How many and who folded 
and how long was the walk back?

Their presence defined by their labor,
bedclothes draped over the maguey—

colorless, near dry. By erasure,

like my craving for narrative
within the purely imagistic:

he spilled the wine but kept his erection
while she ran to the kitchen for seltzer, 

salt. What’s the gender of water?

Feminine though, for fluidity, 
it takes the masculine article.

Women retain and fetch it, strained 
under its weight for miles for centuries.

Fleshy and slow to grow, the maguey 

connotes strength, resourcefulness,
tolerates what I can’t: desert, neglect, fire. 

Inside the mosquito net, I slept badly, 
replaying a petty argument.

The empty vacation days stretching 

wider through the partly cloudy solstice, 
the strawberry moon less red than I’d wanted. 

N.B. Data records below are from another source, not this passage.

#[cfg(test)]
mod tests {
    use super::*;
    use crate::directory::default_currencies;
    use crate::rates::FixedRates;
    use crate::recorder::InMemoryLedger;
    use crate::store::InMemoryBalanceStore;

    struct Fixture {
        engine: LedgerEngine,
        directory: Arc<WalletDirectory>,
        balances: Arc<InMemoryBalanceStore>,
        ledger: Arc<InMemoryLedger>,
        rates: Arc<FixedRates>,
    }

    fn fixture() -> Fixture {
        let config = EngineConfig::default();
        let directory = Arc::new(WalletDirectory::new(&config));
        for currency in default_currencies() {
            directory.register_currency(currency);
        }
        let balances = Arc::new(InMemoryBalanceStore::new(&config));
        let ledger = Arc::new(InMemoryLedger::new());
        let rates = Arc::new(FixedRates::new());
        let engine = LedgerEngine::new(
            Arc::clone(&directory),
            balances.clone() as Arc<dyn BalanceStore>,
            ledger.clone() as Arc<dyn LedgerRecorder>,
            rates.clone() as Arc<dyn RateProvider>,
            &config,
        );
        Fixture {
            engine,
            directory,
            balances,
            ledger,
            rates,
        }
    }

    async fn funded_wallet(fix: &Fixture, amount: Decimal) -> (WalletAddress, String) {
        let creds = fix.directory.create_wallet();
        fix.balances
            .provision(&creds.wallet.address, &fix.directory.currency_ids())
            .await
            .unwrap();
        if amount > Decimal::ZERO {
            fix.engine
                .deposit(&creds.wallet.address, CurrencyId::new(1), amount)
                .await
                .unwrap();
        }
        (creds.wallet.address, creds.secret)
    }

    #[tokio::test]
    async fn test_zero_and_negative_amounts_rejected_everywhere() {
        let fix = fixture();
        let (wallet, secret) = funded_wallet(&fix, Decimal::from(10)).await;
        let btc = CurrencyId::new(1);

        for bad in [Decimal::ZERO, Decimal::from(-1)] {
            assert_eq!(
                fix.engine.deposit(&wallet, btc, bad).await.unwrap_err(),
                LedgerError::InvalidAmount
            );
            assert_eq!(
                fix.engine
                    .withdraw(&wallet, btc, bad, &secret)
                    .await
                    .unwrap_err(),
                LedgerError::InvalidAmount
            );
            assert_eq!(
                fix.engine
                    .convert(&wallet, btc, CurrencyId::new(2), bad)
                    .await
                    .unwrap_err(),
                LedgerError::InvalidAmount
            );
        }
        // nothing recorded for rejected operations
        assert_eq!(fix.ledger.records_for(&wallet).len(), 1); // the funding deposit
    }

    #[tokio::test]
    async fn test_amount_finer_than_storable_unit_rejected() {
        let fix = fixture();
        let (wallet, _) = funded_wallet(&fix, Decimal::ZERO).await;
        let too_fine = Decimal::new(123_456_789_1, 10); // 9+ decimal places
        assert_eq!(
            fix.engine
                .deposit(&wallet, CurrencyId::new(1), too_fine)
                .await
                .unwrap_err(),
            LedgerError::InvalidAmount
        );
    }

    #[tokio::test]
    async fn test_unknown_currency_fails_before_store_access() {
        let fix = fixture();
        let (wallet, _) = funded_wallet(&fix, Decimal::ZERO).await;
        let err = fix
            .engine
            .deposit(&wallet, CurrencyId::new(77), Decimal::ONE)
            .await
            .unwrap_err();
        assert_eq!(err, LedgerError::CurrencyNotFound { id: 77 });
    }

    #[tokio::test]
    async fn test_blocked_wallet_fails_before_authorization() {
        use ledger_types::wallet::WalletStatus;

        let fix = fixture();
        let (wallet, _) = funded_wallet(&fix, Decimal::from(10)).await;
        fix.directory
            .set_status(&wallet, WalletStatus::Blocked)
            .unwrap();

        // Even a wrong secret reports WalletBlocked, not Unauthorized.
        let err = fix
            .engine
            .withdraw(&wallet, CurrencyId::new(1), Decimal::ONE, "wrong")
            .await
            .unwrap_err();
        assert!(matches!(err, LedgerError::WalletBlocked { .. }));
    }

    #[tokio::test]
    async fn test_withdraw_bad_secret_unauthorized() {
        let fix = fixture();
        let (wallet, secret) = funded_wallet(&fix, Decimal::from(10)).await;
        let err = fix
            .engine
            .withdraw(&wallet, CurrencyId::new(1), Decimal::ONE, "nope")
            .await
            .unwrap_err();
        assert_eq!(err, LedgerError::Unauthorized);
        // the right secret still works afterwards
        fix.engine
            .withdraw(&wallet, CurrencyId::new(1), Decimal::ONE, &secret)
            .await
            .unwrap();
    }

    #[tokio::test]
    async fn test_convert_rate_unavailable_aborts_before_mutation() {
        let fix = fixture();
        let (wallet, _) = funded_wallet(&fix, Decimal::from(10)).await;
        // no rate configured in FixedRates
        let err = fix
            .engine
            .convert(&wallet, CurrencyId::new(1), CurrencyId::new(2), Decimal::ONE)
            .await
            .unwrap_err();
        assert!(matches!(err, LedgerError::ExchangeUnavailable { .. }));
        assert_eq!(
            fix.engine.balance(&wallet, CurrencyId::new(1)).await.unwrap(),
            Decimal::from(10)
        );
    }

    #[tokio::test]
    async fn test_extreme_amounts_rejected_not_aborted() {
        let fix = fixture();
        let (wallet, secret) = funded_wallet(&fix, Decimal::from(10)).await;
        let btc = CurrencyId::new(1);

        // fee/total computation must reject amounts near the numeric
        // ceiling instead of overflowing
        assert_eq!(
            fix.engine
                .withdraw(&wallet, btc, Decimal::MAX, &secret)
                .await
                .unwrap_err(),
            LedgerError::InvalidAmount
        );

        let (other, _) = funded_wallet(&fix, Decimal::ZERO).await;
        assert_eq!(
            fix.engine
                .transfer(&wallet, &other, btc, Decimal::MAX, &secret)
                .await
                .unwrap_err(),
            LedgerError::InvalidAmount
        );

        // the gross computation hits the same ceiling through the rate
        fix.rates.set("BTC", "ETH", Decimal::MAX);
        assert_eq!(
            fix.engine
                .convert(&wallet, btc, CurrencyId::new(2), Decimal::from(10))
                .await
                .unwrap_err(),
            LedgerError::InvalidAmount
        );

        // nothing mutated, nothing recorded beyond the funding deposit
        assert_eq!(
            fix.engine.balance(&wallet, btc).await.unwrap(),
            Decimal::from(10)
        );
        assert_eq!(fix.ledger.records_for(&wallet).len(), 1);
    }

    #[tokio::test]
    async fn test_convert_records_rate_used() {
        let fix = fixture();
        let (wallet, _) = funded_wallet(&fix, Decimal::from(10)).await;
        fix.rates.set("BTC", "ETH", Decimal::from(2));

        let net = fix
            .engine
            .convert(&wallet, CurrencyId::new(1), CurrencyId::new(2), Decimal::from(10))
            .await
            .unwrap();
        assert_eq!(net, Decimal::from_str_exact("19.6").unwrap());

        let records = fix.ledger.records_for(&wallet);
        let conversion = records
            .iter()
            .find_map(|r| match r {
                LedgerRecord::Conversion(c) => Some(c),
                _ => None,
            })
            .expect("conversion record present");
        assert_eq!(conversion.rate_used, Decimal::from(2));
        assert_eq!(conversion.fee, Decimal::from_str_exact("0.4").unwrap());
    }
}
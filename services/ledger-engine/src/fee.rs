//! Fee schedule
//!
//! A single percentage rate charged on withdrawal, conversion-destination,
//! and transfer. Pure decimal arithmetic; the fee is rounded
//! half-away-from-zero to the smallest storable unit so no binary
//! floating-point drift can enter the ledger.

use rust_decimal::{Decimal, RoundingStrategy};

/// Percentage fee calculator.
#[derive(Debug, Clone, Copy, PartialEq, Eq)]
pub struct FeeSchedule {
    rate: Decimal,
    scale: u32,
}

impl FeeSchedule {
    pub fn new(rate: Decimal, scale: u32) -> Self {
        Self { rate, scale }
    }

    pub fn rate(&self) -> Decimal {
        self.rate
    }

    /// Fee for a gross amount: `amount * rate`, rounded half-away-from-zero
    /// to the storable scale. `None` if the product is not representable.
    pub fn fee(&self, amount: Decimal) -> Option<Decimal> {
        amount
            .checked_mul(self.rate)
            .map(|raw| raw.round_dp_with_strategy(self.scale, RoundingStrategy::MidpointAwayFromZero))
    }

    /// Gross amount plus its fee, the total a debit must cover. `None` on
    /// overflow.
    pub fn total_with_fee(&self, amount: Decimal) -> Option<Decimal> {
        amount.checked_add(self.fee(amount)?)
    }

    /// Round an amount to the storable scale, half-away-from-zero.
    pub fn quantize(&self, amount: Decimal) -> Decimal {
        amount.round_dp_with_strategy(self.scale, RoundingStrategy::MidpointAwayFromZero)
    }

    /// Storable scale (decimal places) of ledger amounts.
    pub fn scale(&self) -> u32 {
        self.scale
    }
}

My mother labored three times,
pushed out my brother, me, my other brother, 

his image, then hers, then his again

before her tubal ligation. My father, a surgeon, 
lived on the labor and delivery floor—

but I’m writing about weather, aperture,
absence, who has withstood the worst.

Copyright © 2026 by Lindsay Bernal. Originally published in Poem-a-Day on January 13, 2026, by the Academy of American Poets.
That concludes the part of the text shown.